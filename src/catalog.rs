//! Registry of the FFT libraries compiled into this build.
//!
//! A [`Catalog`] is an ordered list of [`LibraryEntry`] values. The first
//! entry is the baseline every ratio is computed against. The catalog is
//! built once per run and passed to the harness; it is the only place that
//! changes when a library binding is added.

use std::fmt;

use crate::error::BenchError;
use crate::libs;
use crate::unit::{BenchmarkUnit, TransformKind};

/// Builds a fresh, unprepared unit for one size and transform kind.
pub type UnitConstructor = Box<dyn Fn(usize, TransformKind) -> Box<dyn BenchmarkUnit>>;

/// One library binding.
pub struct LibraryEntry {
    id: String,
    column: String,
    description: String,
    constructor: UnitConstructor,
}

impl LibraryEntry {
    pub fn new(
        id: impl Into<String>,
        column: impl Into<String>,
        description: impl Into<String>,
        constructor: impl Fn(usize, TransformKind) -> Box<dyn BenchmarkUnit> + 'static,
    ) -> Self {
        Self {
            id: id.into(),
            column: column.into(),
            description: description.into(),
            constructor: Box::new(constructor),
        }
    }

    /// Catalog identifier, e.g. `rustfft-f32`.
    pub fn id(&self) -> &str {
        &self.id
    }

    /// Short header shown above the time column.
    pub fn column(&self) -> &str {
        &self.column
    }

    pub fn description(&self) -> &str {
        &self.description
    }

    pub fn build(&self, size: usize, kind: TransformKind) -> Box<dyn BenchmarkUnit> {
        (self.constructor)(size, kind)
    }
}

impl fmt::Debug for LibraryEntry {
    fn fmt(&self, f: &mut fmt::Formatter<'_>) -> fmt::Result {
        f.debug_struct("LibraryEntry")
            .field("id", &self.id)
            .field("column", &self.column)
            .finish()
    }
}

#[derive(Debug)]
pub struct Catalog {
    entries: Vec<LibraryEntry>,
}

impl Catalog {
    /// Catalog with every binding enabled by cargo features, baseline first.
    pub fn builtin() -> Self {
        #[allow(unused_mut)]
        let mut entries = vec![LibraryEntry::new(
            libs::RUSTFFT,
            "RustFFT",
            "RustFFT/realfft f64, runtime SIMD dispatch",
            libs::rustfft_unit,
        )];
        #[cfg(feature = "single-precision")]
        entries.push(LibraryEntry::new(
            libs::RUSTFFT_F32,
            "f32",
            "RustFFT/realfft f32, runtime SIMD dispatch",
            libs::rustfft_f32_unit,
        ));
        #[cfg(feature = "scalar")]
        entries.push(LibraryEntry::new(
            libs::RUSTFFT_SCALAR,
            "Scalar",
            "RustFFT f64 scalar planner, real input promoted to complex",
            libs::rustfft_scalar_unit,
        ));
        #[cfg(feature = "kofft")]
        entries.push(LibraryEntry::new(
            libs::KOFFT,
            "kofft",
            "kofft f32 scalar planner, even real sizes only",
            libs::kofft_unit,
        ));
        Self { entries }
    }

    /// Catalog over arbitrary entries. The first entry is the baseline.
    pub fn from_entries(entries: Vec<LibraryEntry>) -> Result<Self, BenchError> {
        if entries.is_empty() {
            return Err(BenchError::InvalidConfig(
                "catalog needs at least one library".into(),
            ));
        }
        for (i, e) in entries.iter().enumerate() {
            if entries[..i].iter().any(|prev| prev.id == e.id) {
                return Err(BenchError::InvalidConfig(format!(
                    "library `{}` registered twice",
                    e.id
                )));
            }
        }
        Ok(Self { entries })
    }

    pub fn entries(&self) -> &[LibraryEntry] {
        &self.entries
    }

    pub fn baseline(&self) -> &LibraryEntry {
        &self.entries[0]
    }

    pub fn len(&self) -> usize {
        self.entries.len()
    }

    pub fn is_empty(&self) -> bool {
        self.entries.is_empty()
    }

    pub fn ids(&self) -> impl Iterator<Item = &str> {
        self.entries.iter().map(|e| e.id())
    }

    /// Fresh units for one row, in catalog order.
    pub fn build(&self, size: usize, kind: TransformKind) -> Vec<Box<dyn BenchmarkUnit>> {
        self.entries.iter().map(|e| e.build(size, kind)).collect()
    }
}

◆ Exercise instructions
Only an exact copy of the listing above, from its first line up to and including the line with "use crate::libs;", counts as the answer.

◆ Solution to the problem
filename src/catalog.rs
//! Registry of the FFT libraries compiled into this build.
//!
//! A [`Catalog`] is an ordered list of [`LibraryEntry`] values. The first
//! entry is the baseline every ratio is computed against. The catalog is
//! built once per run and passed to the harness; it is the only place that
//! changes when a library binding is added.

use std::fmt;

use crate::error::BenchError;
use crate::libs;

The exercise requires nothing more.